Veamos… ¿Recuerdan las extrañas detenciones de inocentes militantes del PP de Las Rozas y cómo los tres policías que se negaron a practicar dichos arrestos fueron destituidos? ¿Y de las amenazas de Maximiliano Correal, portavoz del SUP, sindicato cercano al PSOE, vertidas contra el periodista Luis del Pino, a quien este señor con pistola quería encerrar en una “habitación sin Estado de Derecho”? ¿Qué me dicen del ex jefe de los Tedax, Sánchez Manzano, que, imputado por encubrir pruebas de la mayor masacre terrorista perpetrada jamás en nuestro país, no se presenta ante el Juzgado porque está de crucero? ¡Toma decencia!

¿Qué me cuentan de la misteriosa desaparición de cien kilos de cocaína, cien, de dependencias policiales sevillanas? ¿Qué me dicen de la presencia en la famosa cacería que provocó la dimisión del ministro Bermejo del comisario de policía? ¿Y de la denuncia por acoso, coacciones e intimidación que Luis Bárcenas acaba de presentar y en la que acusa a dos personas que se identificaron como policías?

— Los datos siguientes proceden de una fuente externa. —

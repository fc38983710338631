use std::net::SocketAddr;

// ── Request metrics ─────────────────────────────────────────────

/// Counter: total HTTP requests. Labels: route, status.
pub const REQUESTS_TOTAL: &str = "perch_requests_total";

/// Histogram: request latency in seconds. Labels: route.
pub const REQUEST_DURATION_SECONDS: &str = "perch_request_duration_seconds";

/// Counter: rejected bearer tokens.
pub const AUTH_FAILURES_TOTAL: &str = "perch_auth_failures_total";

// ── Booking lifecycle ───────────────────────────────────────────

pub const BOOKINGS_CREATED_TOTAL: &str = "perch_bookings_created_total";

/// Counter: creates rejected because the seat was already booked.
pub const BOOKING_CONFLICTS_TOTAL: &str = "perch_booking_conflicts_total";

pub const BOOKINGS_CANCELLED_TOTAL: &str = "perch_bookings_cancelled_total";

/// Counter: bookings flipped inactive by the expiration sweep.
pub const BOOKINGS_EXPIRED_TOTAL: &str = "perch_bookings_expired_total";

// ── WAL ─────────────────────────────────────────────────────────

/// Histogram: WAL group-commit flush duration in seconds.
pub const WAL_FLUSH_DURATION_SECONDS: &str = "perch_wal_flush_duration_seconds";

/// Histogram: WAL group-commit batch size (events per flush).
pub const WAL_FLUSH_BATCH_SIZE: &str = "perch_wal_flush_batch_size";

/// Start the Prometheus exporter if a port is configured.
pub fn init(port: Option<u16>) {
    let Some(port) = port else { return };
    let addr: SocketAddr = ([0, 0, 0, 0], port).into();
    metrics_exporter_prometheus::PrometheusBuilder::new()
        .with_http_listener(addr)
        .install()
        .expect("failed to install Prometheus metrics exporter");
    tracing::info!("metrics endpoint: http://0.0.0.0:{port}/metrics");
}
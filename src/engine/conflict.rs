use ulid::Ulid;

use crate::config::Settings;
use crate::limits::{MAX_VALID_TIMESTAMP_MS, MIN_VALID_TIMESTAMP_MS};
use crate::model::*;

use super::EngineError;

pub(crate) fn now_ms() -> Ms {
    std::time::SystemTime::now()
        .duration_since(std::time::UNIX_EPOCH)
        .unwrap()
        .as_millis() as Ms
}

/// First active booking overlapping the candidate span, if any.
///
/// Bookings past their end_time but not yet swept still count as active
/// here; call sites where that staleness matters run the expiration sweep
/// first. The caller serializes access via the seat lock.
pub fn conflicting_booking(seat: &SeatState, span: &Span) -> Option<Ulid> {
    seat.overlapping(span).find(|b| b.is_active).map(|b| b.id)
}

pub fn has_conflict(seat: &SeatState, span: &Span) -> bool {
    conflicting_booking(seat, span).is_some()
}

/// Validate a requested booking window against policy: ordering, duration
/// bounds, not-in-past, and timestamp sanity.
pub(crate) fn validate_window(
    settings: &Settings,
    start: Ms,
    end: Ms,
    now: Ms,
) -> Result<(), EngineError> {
    if start < MIN_VALID_TIMESTAMP_MS || end > MAX_VALID_TIMESTAMP_MS {
        return Err(EngineError::LimitExceeded("timestamp out of range"));
    }
    if start >= end {
        return Err(EngineError::Validation("start_time must be before end_time"));
    }
    let duration = end - start;
    if duration < settings.min_booking_ms() {
        return Err(EngineError::Validation(
            "Booking is shorter than the minimum duration.",
        ));
    }
    if duration > settings.max_booking_ms() {
        return Err(EngineError::Validation("Booking duration exceeds limit."));
    }
    if start < now {
        return Err(EngineError::Validation("Cannot book in the past."));
    }
    Ok(())
}
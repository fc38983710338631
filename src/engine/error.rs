use ulid::Ulid;

#[derive(Debug)]
pub enum EngineError {
    /// Malformed or out-of-policy input (bad window, past start, bad name).
    Validation(&'static str),
    /// The seat already has an active booking overlapping the window.
    Conflict(Ulid),
    /// Missing, inactive, or not owned by the caller.
    NotFound(Ulid),
    LimitExceeded(&'static str),
    WalError(String),
}

impl std::fmt::Display for EngineError {
    fn fmt(&self, f: &mut std::fmt::Formatter<'_>) -> std::fmt::Result {
        match self {
            EngineError::Validation(msg) => write!(f, "{msg}"),
            EngineError::Conflict(id) => write!(f, "conflict with booking: {id}"),
            EngineError::NotFound(id) => write!(f, "not found: {id}"),
            EngineError::LimitExceeded(msg) => write!(f, "limit exceeded: {msg}"),
            EngineError::WalError(e) => write!(f, "WAL error: {e}"),
        }
    }
}

impl std::error::Error for EngineError {}
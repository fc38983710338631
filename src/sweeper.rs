use std::sync::Arc;
use std::time::Duration;

use tracing::info;

use crate::engine::Engine;

/// Background task that periodically materializes booking expiration.
/// Reads also sweep on demand; this keeps state fresh between requests.
pub async fn run_sweeper(engine: Arc<Engine>) {
    let mut interval = tokio::time::interval(Duration::from_secs(60));
    loop {
        interval.tick().await;
        match engine.sweep_expired().await {
            Ok(0) => {}
            Ok(n) => info!("swept {n} expired bookings"),
            Err(e) => tracing::warn!("expiration sweep failed: {e}"),
        }
    }
}

/// Background task that compacts the WAL once enough appends accumulate.
pub async fn run_compactor(engine: Arc<Engine>, threshold: u64) {
    let mut interval = tokio::time::interval(Duration::from_secs(60));
    loop {
        interval.tick().await;
        if engine.wal_appends_since_compaction().await >= threshold {
            match engine.compact_wal().await {
                Ok(()) => info!("compacted WAL"),
                Err(e) => tracing::warn!("WAL compaction failed: {e}"),
            }
        }
    }
}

Y de la presunta grabación en posesión del PP en la que un policía le dice a Camps que Garzón se va a inhibir del Caso “Gürtel” a favor del TSPV? ¿Y de…?

Saldrán ahora algunos diciendo que poner de manifiesto que lo de España, cada día más parecida a México, empieza a apestar a corrupción policial es “atacar el Estado de Derecho”.

Pues miren, va a ser que no. Lo que sí es “atacar el Estado de Derecho” es, como hacen algunos, mirar hacia otra parte y callar cuando las irregularidades las cometen los del partido amigo. Resulta que “atacar el Estado de Derecho” es utilizar a la Policía, quien ostenta el monopolio de la fuerza, para tratar de aniquilar la alternancia en el poder, o sea, liquidar la democracia. Resulta que “atacar el Estado de Derecho” es ser funcionario al servicio, como dicen en las pelis yankees en donde “asuntos internos” vela por el esclarecimiento de las corruptelas policiales, de la ley y el orden y corromperse, bien por pasta, bien por fanatismo ideológico o prebendas. O por un puesto sindical. “Atacar el Estado de Derecho” es poner las órdenes de los superiores por encima de las libertades y derechos de los ciudadanos.

Que al final se creen que cuela eso de que los miembros de la Policía Nacional, como los de la Judicatura (¿cuántos jueces han sido condenados por prevaricación en estos últimos 30 años? ¡Qué honradez la suya!) o los de la prensa, son honrados por el mero hecho de serlo. Y un jamón. Va siendo hora de denunciarlo.